The support structure and the filter bag may form part of a bag filter in a filter unit or of a filter integrated in process equipment such as e.g. spray dryers and fluid bed processing equipment. Such bag filters are well known in the prior art and are adapted to separate particulate matter from a gas. One example of use of the bag filter integrated in the process equipment is shown in U.S. Pat. No. 6,463,675 (Assignee: Niro A/S). Bag filters forming part of a filter unit are disclosed in, i.a., U.S. Pat. Nos. 6,676,720, 6,149,716 and 6,332,902 (Assignee of all patents: Niro A/S).
The filter bags may be of any material suitable to the purpose, and may for instance be made of felt or woven of e.g. polyester or Teflon® (PTFE). A felt or polyester material may be permeable to the cleaning fluid, while Teflon® is not. Alternatively, a filter bag may be manufactured from a permeable material and subsequently coated with an impermeable material, e.g. a polyester material coated with Teflon®. In general, the material used in such filter bags is flexible.

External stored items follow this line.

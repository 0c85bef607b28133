/*!
 * Error types for the doctrans pipeline.
 *
 * Each failure scope has its own type so that callers can tell apart what is
 * fatal to a single segment, to a single document, or to the whole batch:
 *
 * - `ProviderError`: one provider call (segment/chunk scope, classified for retry)
 * - `ExtractionError` / `ReassemblyError`: one document
 * - `ConfigurationError`: before any job starts
 */

use std::path::PathBuf;
use thiserror::Error;

/// Errors returned by a translation provider, already classified for the retry policy
#[derive(Error, Debug, Clone, PartialEq, Eq)]
pub enum ProviderError {
    /// The provider asked us to slow down
    #[error("Rate limit exceeded: {0}")]
    RateLimited(String),

    /// Network failure, timeout, 5xx or malformed response
    #[error("Transient provider failure: {0}")]
    Transient(String),

    /// Authentication failure or invalid request; retrying will not help
    #[error("Permanent provider failure: {0}")]
    Permanent(String),

    /// The account has run out of quota or credit
    #[error("Provider quota exhausted: {0}")]
    QuotaExhausted(String),
}

impl ProviderError {
    /// Whether the retry policy may try this call again
    pub fn is_retryable(&self) -> bool {
        matches!(self, Self::RateLimited(_) | Self::Transient(_))
    }

    /// Whether this error must stop the remaining chunks of the job
    pub fn is_quota_exhausted(&self) -> bool {
        matches!(self, Self::QuotaExhausted(_))
    }

    /// Short label for logs and result records
    pub fn class_name(&self) -> &'static str {
        match self {
            Self::RateLimited(_) => "rate_limited",
            Self::Transient(_) => "transient",
            Self::Permanent(_) => "permanent",
            Self::QuotaExhausted(_) => "quota_exhausted",
        }
    }

    /// Classify an HTTP error response
    pub fn from_status(status: u16, body: &str) -> Self {
        let message = format!("HTTP {}: {}", status, truncate_body(body));
        let lower = body.to_lowercase();
        let mentions_quota = lower.contains("insufficient_quota")
            || lower.contains("quota")
            || lower.contains("billing")
            || lower.contains("credit balance");

        match status {
            402 => Self::QuotaExhausted(message),
            429 if mentions_quota => Self::QuotaExhausted(message),
            429 => Self::RateLimited(message),
            408 | 425 => Self::Transient(message),
            400..=499 => Self::Permanent(message),
            _ => Self::Transient(message),
        }
    }

    /// Classify a transport-level reqwest failure
    pub fn from_transport(error: &reqwest::Error) -> Self {
        if let Some(status) = error.status() {
            return Self::from_status(status.as_u16(), &error.to_string());
        }
        Self::Transient(format!("Request failed: {}", error))
    }
}

fn truncate_body(body: &str) -> String {
    const MAX: usize = 300;
    if body.chars().count() <= MAX {
        body.trim().to_string()
    } else {
        format!("{}...", body.chars().take(MAX).collect::<String>().trim())
    }
}

/// A source document could not be read or decoded
#[derive(Error, Debug)]
pub enum ExtractionError {
    /// The file could not be read
    #[error("Failed to read {path:?}: {source}")]
    Unreadable {
        path: PathBuf,
        #[source]
        source: std::io::Error,
    },

    /// The container is malformed
    #[error("Corrupt {kind} document: {message}")]
    Corrupt { kind: String, message: String },

    /// The container is password protected
    #[error("Document is encrypted and cannot be extracted")]
    Encrypted,

    /// The file extension does not map to a supported document kind
    #[error("Unsupported document format: {0}")]
    UnsupportedFormat(String),
}

/// The translated document could not be produced or written
#[derive(Error, Debug)]
pub enum ReassemblyError {
    /// A segment does not point at a valid position in the document
    #[error("Segment {index} refers to a missing position: {location}")]
    MissingPosition { index: usize, location: String },

    /// The segment list does not belong to this document
    #[error("Segment list mismatch: expected {expected} segments, got {actual}")]
    SegmentMismatch { expected: usize, actual: usize },

    /// Serializing the output container failed
    #[error("Failed to encode output: {0}")]
    Encode(String),

    /// Writing the output file failed
    #[error("Failed to write output {path:?}: {source}")]
    Write {
        path: PathBuf,
        #[source]
        source: std::io::Error,
    },
}

/// Invalid configuration detected before any job starts
#[derive(Error, Debug, Clone, PartialEq, Eq)]
pub enum ConfigurationError {
    /// Language code is not a valid ISO 639 code
    #[error("Invalid language code: {0}")]
    InvalidLanguage(String),

    /// Source and target language are the same or otherwise unsupported
    #[error("Unsupported language pair: {source_language} -> {target_language}")]
    UnsupportedLanguagePair {
        source_language: String,
        target_language: String,
    },

    /// Provider credentials are missing or were rejected
    #[error("Invalid credentials for provider {provider}: {message}")]
    InvalidCredentials { provider: String, message: String },

    /// A numeric limit is out of range
    #[error("Invalid setting {name}: {message}")]
    InvalidSetting { name: String, message: String },
}

/// Failures raised while driving a single document job
#[derive(Error, Debug)]
pub enum JobError {
    /// Extraction failed
    #[error("Extraction error: {0}")]
    Extraction(#[from] ExtractionError),

    /// Reassembly failed
    #[error("Reassembly error: {0}")]
    Reassembly(#[from] ReassemblyError),

    /// A state transition that the job state machine does not allow
    #[error("Illegal job transition: {from} -> {to}")]
    IllegalTransition { from: String, to: String },
}

/// Main application error type that wraps all other errors
#[derive(Error, Debug)]
pub enum AppError {
    /// Error from a file operation
    #[error("File error: {0}")]
    File(String),

    /// Error from a provider
    #[error("Provider error: {0}")]
    Provider(#[from] ProviderError),

    /// Invalid configuration
    #[error("Configuration error: {0}")]
    Configuration(#[from] ConfigurationError),

    /// Error from a document job
    #[error("Job error: {0}")]
    Job(#[from] JobError),

    /// Any other error
    #[error("Unknown error: {0}")]
    Unknown(String),
}

impl From<anyhow::Error> for AppError {
    fn from(error: anyhow::Error) -> Self {
        Self::Unknown(error.to_string())
    }
}

impl From<std::io::Error> for AppError {
    fn from(error: std::io::Error) -> Self {
        Self::File(error.to_string())
    }
}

Traditionally, such a filter bag is, on its inside, supported by a support structure in the form of a basket to prevent the flexible bag to collapse due to the process gas flow from the outside to the inside of the bag. Such a support structure traditionally includes a number of threads or rods extending in the longitudinal direction of the filter bag and spaced from each other, seen in the circumferential direction, in suitable intervals. The longitudinally extending rods are held by a number of rings or annular rods that are spaced from each other, seen in the longitudinal direction, in suitable intervals. Most often, the filter bag is positioned with the longitudinal direction extending substantially vertically in the mounted position, e.g. when the top of the filter bag is mounted in the filter unit or in the process equipment. Hence, in such a position the longitudinally extending rods are substantially vertical and the annular rods are substantially horizontal.
In between periods of operation the filter unit is cleaned, e.g. by a cleaning-in-place process (CIP) involving cleaning nozzles located at least in the clean gas chamber at the upper outlet side of the bag filters. The cleaning nozzles are supplied with a cleaning fluid that possibly includes a cleaning agent. It is also possible to supply the cleaning nozzles with gas pulses in combination with the supply of cleaning fluid. During cleaning the cleaning fluid is washed down into the bag filters together with any entrained particles or powder from the clean gas side. Similarly, the bag filters are cleaned on the outside.
A great demand on the quality of the CIP exists. In the chemical industry, e.g. for dyes, it is essential to avoid cross-contamination when shifting from one colour to another. In the dairy and food industry, the quality of the cleaning is very important for bacteriological reasons. Furthermore, the cleaning quality is essential in the pharmaceutical industry, again for bacteriological and health reasons and to meet requirements of authority regulations.
In the pharmaceutical industry, the active components may not escape from the process equipment and therefore, impermeable filter bags may be prescribed for this area of application. In a CIP process, the filter bags are usually cleaned from the outside, i.e. the product side, and from the inside, i.e. the clean gas side. In order to drain off the cleaning fluid from inside the filter, a controlled valve may be provided in the bottom of the filter, in particular in the case when the bottom is impermeable. A prior art valve of this kind is e.g. disclosed in U.S. Pat. No. 5,444,892 (Assignee: Niro-Aeromatic AG).
Particularly within this field of application, but also in other fields, there is a need for inspecting and controlling the operative position of the valve from the outside of the filter unit or processing equipment in order to detect whether the valve is open or closed, and to activate and de-activate the valve.
Also for cleaning considerations, it is vital that there are as few items as possible connected to the filter. Furthermore, the items must be easily cleanable. In addition to the fact that the prior art support structure may suffer from some disadvantages with respect to sufficient cleaning due to the configuration of the rods, the filter bag material is exposed to wear. This is due to the fact that the filter bag material is mounted such that it abuts on the support structure, i.e. on the longitudinally extending rods and the annular rods. During operation, process gas is blown through the filter bag, thereby forcing the filter bag material against the support structure. Furthermore, the filter bag is subjected to pressure pulses ejected from a suitable supply to shake off product adhering to the outside of the filter bag, at intervals during filtration. Consequently, the filter bag material is exposed alternately to circumferential tensile stress and to local tension at the lines of contact between the filter bag material and the rods.